Sugerencias de servicio
Sirve las koulouri templadas con un café griego fuerte o un espresso: es un desayuno perfecto "para llevar" antes de salir de casa. Para mañanas de fin de semana más tranquilas, abre la rosquilla y úntala con queso crema, añade rodajas de tomate y unas aceitunas. También son ideales para reuniones con amigos: colócalas en una cesta junto a un bol de tzatziki y un plato de quesos, en lugar del pan tradicional.
Ingredientes
- harina de trigo tipo 550 - 500 g
- agua templada - 280 ml
- levadura seca o 20 g de levadura fresca - 7 g
- azúcar - 2 cucharadas
- sal - 1 cucharadita
- aceite de oliva para la masa - 3 cucharadas
- sésamo para rebozar - 80 g
- agua para remojar el sésamo - 100 ml
- jarabe de azúcar puede ser miel diluida en agua - 3 cucharadas
Preparación
- Vierte el agua templada (280 ml) en un bol, añade el azúcar y la levadura, mezcla y deja reposar 10 minutos, hasta que aparezca espuma en la superficie.
- En un bol grande pon la harina y la sal y mezcla. Añade la levadura espumosa y el aceite de oliva. Amasa la masa con la mano durante 8–10 minutos, hasta que esté lisa, elástica y ligeramente flexible. Si se pega mucho, añade un poco de harina, pero intenta no pasarte.
- Unta ligeramente un bol con aceite de oliva, coloca dentro la masa, cúbrela con un paño y deja levar en un lugar cálido durante 1 hora, hasta que doble su volumen.
- En un bol plano mezcla el sésamo con 100 ml de agua: las semillas deben quedar húmedas, así se pegarán mejor a la masa. En un cuenco pequeño mezcla el jarabe de azúcar o la miel con un poco de agua para que quede más líquido.
- Pasa la masa levada a la encimera y desgasifícala ligeramente presionando con la mano. Divídela en 8 porciones iguales. Con cada una forma un rulo de unos 40–45 cm de largo y une los extremos para formar una rosquilla grande.
- Sumerge cada rosquilla rápidamente en el jarabe de azúcar o miel diluidos y luego rebózala bien en el sésamo húmedo. Colócalas en una bandeja forrada con papel de hornear, dejando espacio entre ellas.
- Cubre las rosquillas con un paño y deja levar 20–25 minutos más. Mientras tanto, precalienta el horno a 200°C (calor arriba y abajo).

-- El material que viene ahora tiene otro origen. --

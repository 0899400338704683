//! The ledger engine: every balance change and its transaction record commit
//! together, or not at all.
//!
//! Each operation follows the same shape:
//!
//! 1. lock the accounts involved (ascending id order, bounded wait),
//! 2. validate against the committed state while the locks are held,
//! 3. open a database transaction whose first statement is a guarded
//!    balance `UPDATE`, append the log row, commit.
//!
//! The guard (`status = 'active' AND balance >= amount`) re-asserts the
//! checks in SQL, so a writer outside this process can only make the unit
//! roll back, never drive a balance negative.

use std::sync::Arc;
use std::time::Duration;

use sqlx::sqlite::SqliteConnection;

use crate::domain::{
    Account, AccountId, AccountStatus, AccountType, Cents, CustomerId, Transaction,
    format_cents,
};
use crate::storage::{Repository, is_unique_violation};

use super::{AccountLocks, AccountRegistry, AppError};

/// Result of a deposit or withdrawal
#[derive(Debug, Clone)]
pub struct PostingResult {
    pub account: Account,
    pub transaction: Transaction,
}

/// Result of a transfer between two accounts
#[derive(Debug, Clone)]
pub struct TransferResult {
    pub source: Account,
    pub destination: Account,
    pub transaction: Transaction,
}

/// Result of opening an account
#[derive(Debug, Clone)]
pub struct OpenAccountResult {
    pub account: Account,
    /// Present when the account was opened with a positive balance
    pub initial_deposit: Option<Transaction>,
}

pub struct LedgerEngine {
    repo: Arc<Repository>,
    registry: AccountRegistry,
    locks: AccountLocks,
    lock_timeout: Duration,
}

impl LedgerEngine {
    pub fn new(repo: Arc<Repository>, registry: AccountRegistry, lock_timeout: Duration) -> Self {
        Self {
            repo,
            registry,
            locks: AccountLocks::new(),
            lock_timeout,
        }
    }

    pub fn registry(&self) -> &AccountRegistry {
        &self.registry
    }

    // ========================
    // Deposit / withdraw
    // ========================

    pub async fn deposit(
        &self,
        account_id: AccountId,
        amount: Cents,
        description: Option<String>,
    ) -> Result<PostingResult, AppError> {
        let _guard = self.locks.acquire(&[account_id], self.lock_timeout).await?;

        let account = self.registry.account(account_id).await?;
        ensure_active(&account)?;
        ensure_positive(amount)?;
        if account.balance_cents.checked_add(amount).is_none() {
            return Err(AppError::InvalidAmount(format!(
                "deposit of {} would overflow the balance",
                format_cents(amount)
            )));
        }

        let description = description_or(description, || "Deposit".to_string());
        let mut transaction = Transaction::deposit(account_id, amount, description);

        let mut tx = self.repo.begin().await?;
        if !Repository::credit_account(&mut tx, account_id, amount).await? {
            drop(tx);
            return Err(self.diagnose_rejected_write(account_id, None).await);
        }
        Repository::insert_transaction(&mut tx, &mut transaction).await?;
        let account = self.reload(&mut tx, account_id).await?;
        tx.commit().await?;

        tracing::info!(
            account = %account.account_number,
            amount = amount,
            balance = account.balance_cents,
            sequence = transaction.sequence,
            "deposit committed"
        );
        Ok(PostingResult {
            account,
            transaction,
        })
    }

    pub async fn withdraw(
        &self,
        account_id: AccountId,
        amount: Cents,
        description: Option<String>,
    ) -> Result<PostingResult, AppError> {
        let _guard = self.locks.acquire(&[account_id], self.lock_timeout).await?;

        let account = self.registry.account(account_id).await?;
        ensure_active(&account)?;
        ensure_positive(amount)?;
        ensure_funds(&account, amount)?;

        let description = description_or(description, || "Withdrawal".to_string());
        let mut transaction = Transaction::withdrawal(account_id, amount, description);

        let mut tx = self.repo.begin().await?;
        if !Repository::debit_account(&mut tx, account_id, amount).await? {
            drop(tx);
            return Err(self.diagnose_rejected_write(account_id, Some(amount)).await);
        }
        Repository::insert_transaction(&mut tx, &mut transaction).await?;
        let account = self.reload(&mut tx, account_id).await?;
        tx.commit().await?;

        tracing::info!(
            account = %account.account_number,
            amount = amount,
            balance = account.balance_cents,
            sequence = transaction.sequence,
            "withdrawal committed"
        );
        Ok(PostingResult {
            account,
            transaction,
        })
    }

    // ========================
    // Transfer
    // ========================

    pub async fn transfer(
        &self,
        from_account_id: AccountId,
        to_account_number: &str,
        amount: Cents,
        description: Option<String>,
    ) -> Result<TransferResult, AppError> {
        // Ids and numbers never change, so resolving them before locking is safe
        let source = self.registry.account(from_account_id).await?;
        let destination = self.registry.account_by_number(to_account_number).await?;
        if source.id == destination.id {
            return Err(AppError::InvalidOperation(
                "cannot transfer to the same account".to_string(),
            ));
        }

        let _guard = self
            .locks
            .acquire(&[source.id, destination.id], self.lock_timeout)
            .await?;

        let source = self.registry.account(source.id).await?;
        let destination = self.registry.account(destination.id).await?;
        ensure_active(&source)?;
        ensure_active(&destination)?;
        ensure_positive(amount)?;
        ensure_funds(&source, amount)?;
        if destination.balance_cents.checked_add(amount).is_none() {
            return Err(AppError::InvalidAmount(format!(
                "transfer of {} would overflow the destination balance",
                format_cents(amount)
            )));
        }

        let description = description_or(description, || {
            format!("Transfer to {}", destination.account_number)
        });
        let mut transaction = Transaction::transfer(source.id, destination.id, amount, description);

        let mut tx = self.repo.begin().await?;
        if !Repository::debit_account(&mut tx, source.id, amount).await? {
            drop(tx);
            return Err(self.diagnose_rejected_write(source.id, Some(amount)).await);
        }
        if !Repository::credit_account(&mut tx, destination.id, amount).await? {
            drop(tx);
            return Err(self.diagnose_rejected_write(destination.id, None).await);
        }
        Repository::insert_transaction(&mut tx, &mut transaction).await?;
        let source = self.reload(&mut tx, source.id).await?;
        let destination = self.reload(&mut tx, destination.id).await?;
        tx.commit().await?;

        tracing::info!(
            from = %source.account_number,
            to = %destination.account_number,
            amount = amount,
            sequence = transaction.sequence,
            "transfer committed"
        );
        Ok(TransferResult {
            source,
            destination,
            transaction,
        })
    }

    // ========================
    // Account lifecycle
    // ========================

    /// Open an account for an existing customer, recording the initial
    /// balance as a deposit in the same unit.
    pub async fn open_account(
        &self,
        customer_id: CustomerId,
        account_type: AccountType,
        initial_balance: Cents,
    ) -> Result<OpenAccountResult, AppError> {
        self.registry.customer(customer_id).await?;
        ensure_opening_balance(initial_balance)?;

        for attempt in 1..=self.registry.attempts() {
            let number = self.registry.generate_unique_account_number().await?;

            let mut tx = self.repo.begin().await?;
            match Self::open_account_in(&mut tx, customer_id, number, account_type, initial_balance)
                .await
            {
                Ok(opened) => {
                    tx.commit().await?;
                    tracing::info!(
                        account = %opened.account.account_number,
                        customer_id = %customer_id,
                        initial_balance,
                        "account opened"
                    );
                    return Ok(opened);
                }
                Err(AppError::Conflict(reason)) => {
                    tracing::warn!(attempt, %reason, "account number collision, retrying");
                }
                Err(err) => return Err(err),
            }
        }

        Err(AppError::internal("account number allocation kept colliding"))
    }

    /// Insert an account (and its initial deposit) inside an open unit.
    /// A lost race on the account number surfaces as `Conflict`; the caller
    /// rolls back and retries with a fresh number.
    pub(crate) async fn open_account_in(
        conn: &mut SqliteConnection,
        customer_id: CustomerId,
        account_number: String,
        account_type: AccountType,
        initial_balance: Cents,
    ) -> Result<OpenAccountResult, AppError> {
        ensure_opening_balance(initial_balance)?;
        let account = Account::new(customer_id, account_number, account_type, initial_balance);

        if let Err(err) = Repository::insert_account(&mut *conn, &account).await {
            if is_unique_violation(&err, "accounts.account_number") {
                return Err(AppError::Conflict(format!(
                    "account number {} already taken",
                    account.account_number
                )));
            }
            return Err(err.into());
        }

        let initial_deposit = if initial_balance > 0 {
            let mut deposit = Transaction::deposit(account.id, initial_balance, "Initial deposit");
            Repository::insert_transaction(&mut *conn, &mut deposit).await?;
            Some(deposit)
        } else {
            None
        };

        Ok(OpenAccountResult {
            account,
            initial_deposit,
        })
    }

    /// Move an account between active and blocked, or close it for good.
    pub async fn set_account_status(
        &self,
        account_id: AccountId,
        status: AccountStatus,
    ) -> Result<Account, AppError> {
        let _guard = self.locks.acquire(&[account_id], self.lock_timeout).await?;

        let account = self.registry.account(account_id).await?;
        if account.status == status {
            return Ok(account);
        }
        if account.status == AccountStatus::Closed {
            return Err(AppError::InvalidOperation(format!(
                "account {} is closed",
                account.account_number
            )));
        }
        if status == AccountStatus::Closed && account.balance_cents != 0 {
            return Err(AppError::InvalidOperation(format!(
                "account {} still holds {}",
                account.account_number,
                format_cents(account.balance_cents)
            )));
        }

        let mut tx = self.repo.begin().await?;
        Repository::set_account_status(&mut tx, account_id, status).await?;
        let account = self.reload(&mut tx, account_id).await?;
        tx.commit().await?;

        tracing::info!(account = %account.account_number, %status, "account status changed");
        Ok(account)
    }

    // ========================
    // Helpers
    // ========================

    async fn reload(
        &self,
        conn: &mut SqliteConnection,
        account_id: AccountId,
    ) -> Result<Account, AppError> {
        Repository::fetch_account(&mut *conn, account_id)
            .await?
            .ok_or_else(|| AppError::NotFound(format!("account {}", account_id)))
    }

    /// A guarded update matched no row although validation passed under the
    /// lock. Re-read the account to report what changed underneath us.
    async fn diagnose_rejected_write(
        &self,
        account_id: AccountId,
        required: Option<Cents>,
    ) -> AppError {
        tracing::warn!(account_id = %account_id, "guarded balance update rejected, re-checking account");

        let account = match self.registry.account(account_id).await {
            Ok(account) => account,
            Err(err) => return err,
        };
        if let Err(err) = ensure_active(&account) {
            return err;
        }
        if let Some(required) = required {
            if let Err(err) = ensure_funds(&account, required) {
                return err;
            }
        }
        AppError::internal(format!(
            "balance update for account {} was rejected",
            account.account_number
        ))
    }
}

fn ensure_active(account: &Account) -> Result<(), AppError> {
    if account.is_active() {
        Ok(())
    } else {
        Err(AppError::InvalidState(format!(
            "account {} is {}",
            account.account_number, account.status
        )))
    }
}

fn ensure_positive(amount: Cents) -> Result<(), AppError> {
    if amount > 0 {
        Ok(())
    } else {
        Err(AppError::InvalidAmount(format!(
            "amount must be positive, got {}",
            format_cents(amount)
        )))
    }
}

fn ensure_opening_balance(initial_balance: Cents) -> Result<(), AppError> {
    if initial_balance < 0 {
        return Err(AppError::InvalidAmount(format!(
            "initial balance cannot be negative, got {}",
            format_cents(initial_balance)
        )));
    }
    Ok(())
}

fn ensure_funds(account: &Account, required: Cents) -> Result<(), AppError> {
    if account.balance_cents < required {
        return Err(AppError::InsufficientFunds {
            account_number: account.account_number.clone(),
            balance: account.balance_cents,
            required,
        });
    }
    Ok(())
}

fn description_or(description: Option<String>, default: impl FnOnce() -> String) -> String {
    description
        .map(|d| d.trim().to_string())
        .filter(|d| !d.is_empty())
        .unwrap_or_else(default)
}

- Hornea 15–18 minutos, hasta que las rosquillas estén doradas y ligeramente tostadas. Después de hornear, pásalas a una rejilla y deja que se enfríen: están más ricas aún templadas.
Conservación
Guarda las koulouri a temperatura ambiente en una bolsa de papel o de tela durante 1–2 días. Para periodos más largos, congélalas y recaliéntalas unos minutos en el horno directamente congeladas para que recuperen su textura crujiente por fuera y suave por dentro.